Hospital bosses have been told to improve cleanliness after inspectors found mould in shower areas and contaminated bedframes, armchairs and toilet seats.
The Healthcare Environment Inspectorate (HEI) has required NHS Lothian to ensure that all patient equipment at Edinburgh's Western General Hospital is "clean and ready for use".
They issued the instruction after inspectors visited the hospital last November, raising "concerns about the cleanliness of the environment and patient equipment" in ward two, where cancer patients are treated, with senior managers.
On the second day of the inspection they highlighted "concerns about the cleanliness of the patient environment and patient equipment on a further two wards", the regional infectious diseases unit and a gastroenterology ward.
The HEI report said there was evidence that the NHS board was not complying with standards to "protect patients, staff and visitors from the risk of acquiring an infection".
It noted the standard of cleanliness of the patient environment was "poor" and stated that the standard of cleanliness of patient equipment was also "poor".
In some wards they found dust on both high and low level areas while there was mould around a shower surround in ward 43 along with mould on shower heads in ward 50.
Of 29 bedframes and handrails that were inspected, 22 were found to be contaminated - with one of these in a room that was being readied to care for a patient with viral haemorrhagic fever in the regional infectious diseases unit.
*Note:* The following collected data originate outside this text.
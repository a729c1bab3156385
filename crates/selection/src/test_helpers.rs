//! Shared test helpers for selection tests.

use filescope_core::error::ProviderError;
use filescope_core::model::{Completion, ContextModel, Prompt};
use std::collections::VecDeque;
use std::sync::Mutex;
use std::time::Duration;

#[derive(Default)]
struct Capability {
    replies: VecDeque<Result<Completion, ProviderError>>,
    prompts: Vec<Prompt>,
}

impl Capability {
    fn next(&mut self, prompt: &Prompt, name: &str) -> Result<Completion, ProviderError> {
        self.prompts.push(prompt.clone());
        self.replies.pop_front().unwrap_or_else(|| {
            Err(ProviderError::NotConfigured(format!(
                "ScriptedModel: no scripted {name} reply left"
            )))
        })
    }
}

/// A `ContextModel` answering from per-capability reply queues.
///
/// Every call records its prompt. An exhausted queue answers with
/// `ProviderError::NotConfigured`.
#[derive(Default)]
pub struct ScriptedModel {
    summaries: Mutex<Capability>,
    selections: Mutex<Capability>,
    similarities: Mutex<Capability>,
    delay: Option<Duration>,
}

impl ScriptedModel {
    pub fn new() -> Self {
        Self::default()
    }

    /// Sleep this long (on the tokio clock) before every reply.
    pub fn with_delay(mut self, delay: Duration) -> Self {
        self.delay = Some(delay);
        self
    }

    pub fn push_summary(&self, reply: Result<&str, ProviderError>) {
        push(&self.summaries, reply, 0);
    }

    pub fn push_selection(&self, reply: Result<&str, ProviderError>) {
        push(&self.selections, reply, 0);
    }

    pub fn push_selection_tokens(&self, reply: Result<&str, ProviderError>, tokens: u32) {
        push(&self.selections, reply, tokens);
    }

    pub fn push_similarity(&self, reply: Result<&str, ProviderError>) {
        push(&self.similarities, reply, 0);
    }

    pub fn summary_calls(&self) -> usize {
        self.summaries.lock().unwrap().prompts.len()
    }

    pub fn selection_calls(&self) -> usize {
        self.selections.lock().unwrap().prompts.len()
    }

    pub fn similarity_calls(&self) -> usize {
        self.similarities.lock().unwrap().prompts.len()
    }

    #[allow(dead_code)]
    pub fn last_selection_prompt(&self) -> Option<Prompt> {
        self.selections.lock().unwrap().prompts.last().cloned()
    }

    pub fn last_similarity_prompt(&self) -> Option<Prompt> {
        self.similarities.lock().unwrap().prompts.last().cloned()
    }

    async fn pause(&self) {
        if let Some(delay) = self.delay {
            tokio::time::sleep(delay).await;
        }
    }
}

fn push(capability: &Mutex<Capability>, reply: Result<&str, ProviderError>, tokens: u32) {
    capability
        .lock()
        .unwrap()
        .replies
        .push_back(reply.map(|text| Completion::new(text, tokens)));
}

#[async_trait::async_trait]
impl ContextModel for ScriptedModel {
    async fn summarize(&self, prompt: &Prompt) -> Result<Completion, ProviderError> {
        self.pause().await;
        self.summaries.lock().unwrap().next(prompt, "summary")
    }

    async fn select_files(&self, prompt: &Prompt) -> Result<Completion, ProviderError> {
        self.pause().await;
        self.selections.lock().unwrap().next(prompt, "selection")
    }

    async fn judge_similarity(&self, prompt: &Prompt) -> Result<Completion, ProviderError> {
        self.pause().await;
        self.similarities.lock().unwrap().next(prompt, "similarity")
    }
}
//! Ignore-pattern filter applied to every path list before it reaches a
//! model prompt, the key deriver, or the selection logic.
//!
//! The built-in set covers dependency directories, VCS metadata, build
//! outputs, caches, logs, lockfiles, and editor metadata. Extra glob patterns
//! from configuration are added on top.

use filescope_core::files::FileMap;
use globset::{Glob, GlobBuilder, GlobSet, GlobSetBuilder};
use std::sync::LazyLock;

/// Directory names ignored at any depth, including the directory entry itself.
const IGNORED_DIRS: &[&str] = &[
    // dependencies
    "node_modules",
    "bower_components",
    "jspm_packages",
    "vendor",
    ".pnpm-store",
    ".yarn",
    ".venv",
    "venv",
    "__pycache__",
    // VCS
    ".git",
    ".hg",
    ".svn",
    // build outputs
    "dist",
    "build",
    "out",
    "target",
    ".next",
    ".nuxt",
    ".output",
    ".svelte-kit",
    ".vercel",
    "coverage",
    // caches
    ".cache",
    ".turbo",
    ".parcel-cache",
    ".vite",
    ".pytest_cache",
    ".mypy_cache",
    ".gradle",
    "tmp",
    "temp",
    // logs
    "logs",
    // editor metadata
    ".idea",
    ".vscode",
    ".history",
];

/// File globs ignored at any depth.
const IGNORED_FILES: &[&str] = &[
    // logs
    "*.log",
    "npm-debug.log*",
    "yarn-error.log*",
    // lockfiles
    "package-lock.json",
    "yarn.lock",
    "pnpm-lock.yaml",
    "bun.lockb",
    "Cargo.lock",
    "poetry.lock",
    "Pipfile.lock",
    "Gemfile.lock",
    "composer.lock",
    "*.lock",
    // editor metadata
    "*.swp",
    "*.swo",
    "*~",
    ".DS_Store",
    "Thumbs.db",
    // caches / compiled artefacts
    "*.pyc",
    "*.tsbuildinfo",
    ".eslintcache",
];

/// The built-in set, compiled once per process.
pub(crate) static DEFAULT_FILTER: LazyLock<IgnoreFilter> = LazyLock::new(IgnoreFilter::default);

/// Whether `path` is excluded by the built-in pattern set.
pub fn is_ignored(path: &str) -> bool {
    DEFAULT_FILTER.is_ignored(path)
}

/// A compiled ignore-pattern set.
#[derive(Debug, Clone)]
pub struct IgnoreFilter {
    set: GlobSet,
}

impl IgnoreFilter {
    /// The built-in set plus `extra` glob patterns.
    pub fn new(extra: &[String]) -> Result<Self, globset::Error> {
        let mut builder = builtin_builder()?;
        for pattern in extra {
            builder.add(compile(pattern)?);
        }
        Ok(Self {
            set: builder.build()?,
        })
    }

    pub fn is_ignored(&self, path: &str) -> bool {
        let normalized = normalize(path);
        !normalized.is_empty() && self.set.is_match(normalized)
    }

    /// Non-ignored regular-file paths of a snapshot, in path order.
    ///
    /// These are the only paths a negotiator may include.
    pub fn selectable_paths(&self, files: &FileMap) -> Vec<String> {
        files
            .iter()
            .filter(|(path, entry)| entry.is_file() && !self.is_ignored(path))
            .map(|(path, _)| path.clone())
            .collect()
    }
}

impl Default for IgnoreFilter {
    fn default() -> Self {
        let set = builtin_builder()
            .and_then(|builder| builder.build())
            .unwrap_or_else(|_| GlobSet::empty());
        Self { set }
    }
}

fn builtin_builder() -> Result<GlobSetBuilder, globset::Error> {
    let mut builder = GlobSetBuilder::new();
    for dir in IGNORED_DIRS {
        builder.add(compile(&format!("**/{dir}"))?);
        builder.add(compile(&format!("**/{dir}/**"))?);
    }
    for file in IGNORED_FILES {
        builder.add(compile(&format!("**/{file}"))?);
    }
    Ok(builder)
}

fn compile(pattern: &str) -> Result<Glob, globset::Error> {
    GlobBuilder::new(pattern).literal_separator(true).build()
}

/// Project-relative, forward-slash form of a path.
fn normalize(path: &str) -> String {
    let unified = path.replace('\\', "/");
    let mut trimmed = unified.as_str();
    while let Some(rest) = trimmed.strip_prefix("./") {
        trimmed = rest;
    }
    trimmed.trim_start_matches('/').to_string()
}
A total of 16 of the 18 patient armchairs that were looked at were contaminated while 16 out of 21 commodes or toilet seats were contaminated with faeces, blood or body fluids.
Meanwhile, of the 18 mattress covers that were inspected, seven were contaminated, with the inspectors also spotting faecal contamination to patient handrails in toilets and to toilet-roll dispensers in one of the oncology wards.
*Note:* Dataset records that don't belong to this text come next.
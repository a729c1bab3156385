//! The negotiator's text contract: one delimited block of include/exclude
//! directives, parsed into a typed [`SelectionInstruction`].
//!
//! ```text
//! <context_selection>
//! include src/components/LoginForm.tsx
//! exclude src/legacy/old.ts
//! </context_selection>
//! ```
//!
//! Grammar (informal):
//! ```text
//! response  = text* block text*
//! block     = OPEN line* CLOSE
//! line      = BLANK | ["-" | "*"] directive
//! directive = ("include" | "exclude") WS path
//! path      = one project-relative path, optionally wrapped in quotes or backticks
//! ```
//!
//! Directive keywords are case-insensitive. Exactly one block must appear;
//! no block, an unterminated block, a second block, an unknown directive or
//! a directive without a path are all [`SelectionError::MalformedSelectionResponse`].

use filescope_core::error::SelectionError;
use serde::{Deserialize, Serialize};

pub const OPEN_MARKER: &str = "<context_selection>";
pub const CLOSE_MARKER: &str = "</context_selection>";

/// Parsed include/exclude sets, each deduplicated in response order.
#[derive(Debug, Clone, Default, PartialEq, Eq, Serialize, Deserialize)]
pub struct SelectionInstruction {
    pub includes: Vec<String>,
    pub excludes: Vec<String>,
}

impl SelectionInstruction {
    pub fn is_empty(&self) -> bool {
        self.includes.is_empty() && self.excludes.is_empty()
    }
}

#[derive(Debug, Clone, Copy, PartialEq, Eq)]
enum Directive {
    Include,
    Exclude,
}

/// Parse a raw negotiator response.
pub fn parse_selection(response: &str) -> Result<SelectionInstruction, SelectionError> {
    let body = extract_block(response)?;
    let mut instruction = SelectionInstruction::default();

    for (index, raw) in body.lines().enumerate() {
        let line = raw.trim();
        if line.is_empty() {
            continue;
        }
        let (directive, path) = parse_line(line).ok_or_else(|| {
            SelectionError::MalformedSelectionResponse(format!(
                "unrecognised directive on line {} of the selection block: {line:?}",
                index + 1
            ))
        })?;

        let target = match directive {
            Directive::Include => &mut instruction.includes,
            Directive::Exclude => &mut instruction.excludes,
        };
        if !target.contains(&path) {
            target.push(path);
        }
    }

    Ok(instruction)
}

/// Render an instruction back into the wire form.
pub fn render_selection(instruction: &SelectionInstruction) -> String {
    let mut out = String::from(OPEN_MARKER);
    out.push('\n');
    for path in &instruction.includes {
        out.push_str(&format!("include {path}\n"));
    }
    for path in &instruction.excludes {
        out.push_str(&format!("exclude {path}\n"));
    }
    out.push_str(CLOSE_MARKER);
    out
}

fn extract_block(response: &str) -> Result<&str, SelectionError> {
    let Some(open) = response.find(OPEN_MARKER) else {
        return Err(SelectionError::MalformedSelectionResponse(format!(
            "response has no {OPEN_MARKER} block"
        )));
    };
    let start = open + OPEN_MARKER.len();
    let Some(close) = response[start..].find(CLOSE_MARKER) else {
        return Err(SelectionError::MalformedSelectionResponse(format!(
            "{OPEN_MARKER} block is not terminated by {CLOSE_MARKER}"
        )));
    };
    let body = &response[start..start + close];
    if body.contains(OPEN_MARKER) {
        return Err(SelectionError::MalformedSelectionResponse(
            "nested selection block".into(),
        ));
    }

    let rest = &response[start + close + CLOSE_MARKER.len()..];
    if rest.contains(OPEN_MARKER) || rest.contains(CLOSE_MARKER) {
        return Err(SelectionError::MalformedSelectionResponse(
            "response contains more than one selection block".into(),
        ));
    }

    Ok(body)
}

fn parse_line(line: &str) -> Option<(Directive, String)> {
    let line = line
        .strip_prefix("- ")
        .or_else(|| line.strip_prefix("* "))
        .unwrap_or(line)
        .trim_start();

    let (word, rest) = line.split_once(char::is_whitespace)?;
    let directive = match word.to_ascii_lowercase().as_str() {
        "include" => Directive::Include,
        "exclude" => Directive::Exclude,
        _ => return None,
    };

    let path = clean_path(rest);
    if path.is_empty() {
        return None;
    }
    Some((directive, path))
}

fn clean_path(raw: &str) -> String {
    let mut path = raw.trim();
    for quote in ['`', '"', '\''] {
        if path.len() >= 2 && path.starts_with(quote) && path.ends_with(quote) {
            path = &path[1..path.len() - 1];
        }
    }
    let mut path = path.trim();
    while let Some(rest) = path.strip_prefix("./") {
        path = rest;
    }
    path.to_string()
}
An HEI team returned to the hospital to carry out an unannounced inspection just over a week later and found "the standard of cleanliness of the patient environment and patient equipment had improved".
But they said there were still a "few minor exceptions to this".
HEI chief inspector Susan Brimelow said: "Due to significant concerns about the cleanliness of patient equipment and the environment, we escalated our findings to senior management in the hospital.
"We requested that NHS Lothian take immediate action to address these issues and produce an improvement action plan."
Melanie Johnson, executive nurse director at NHS Lothian, said staff had acted on the inspectors' findings as "a matter of urgency".
She stated: "We recognise that some standards were below those we would expect and I apologise to any patients who may have been affected. I would also like to reassure them that those areas have been rectified."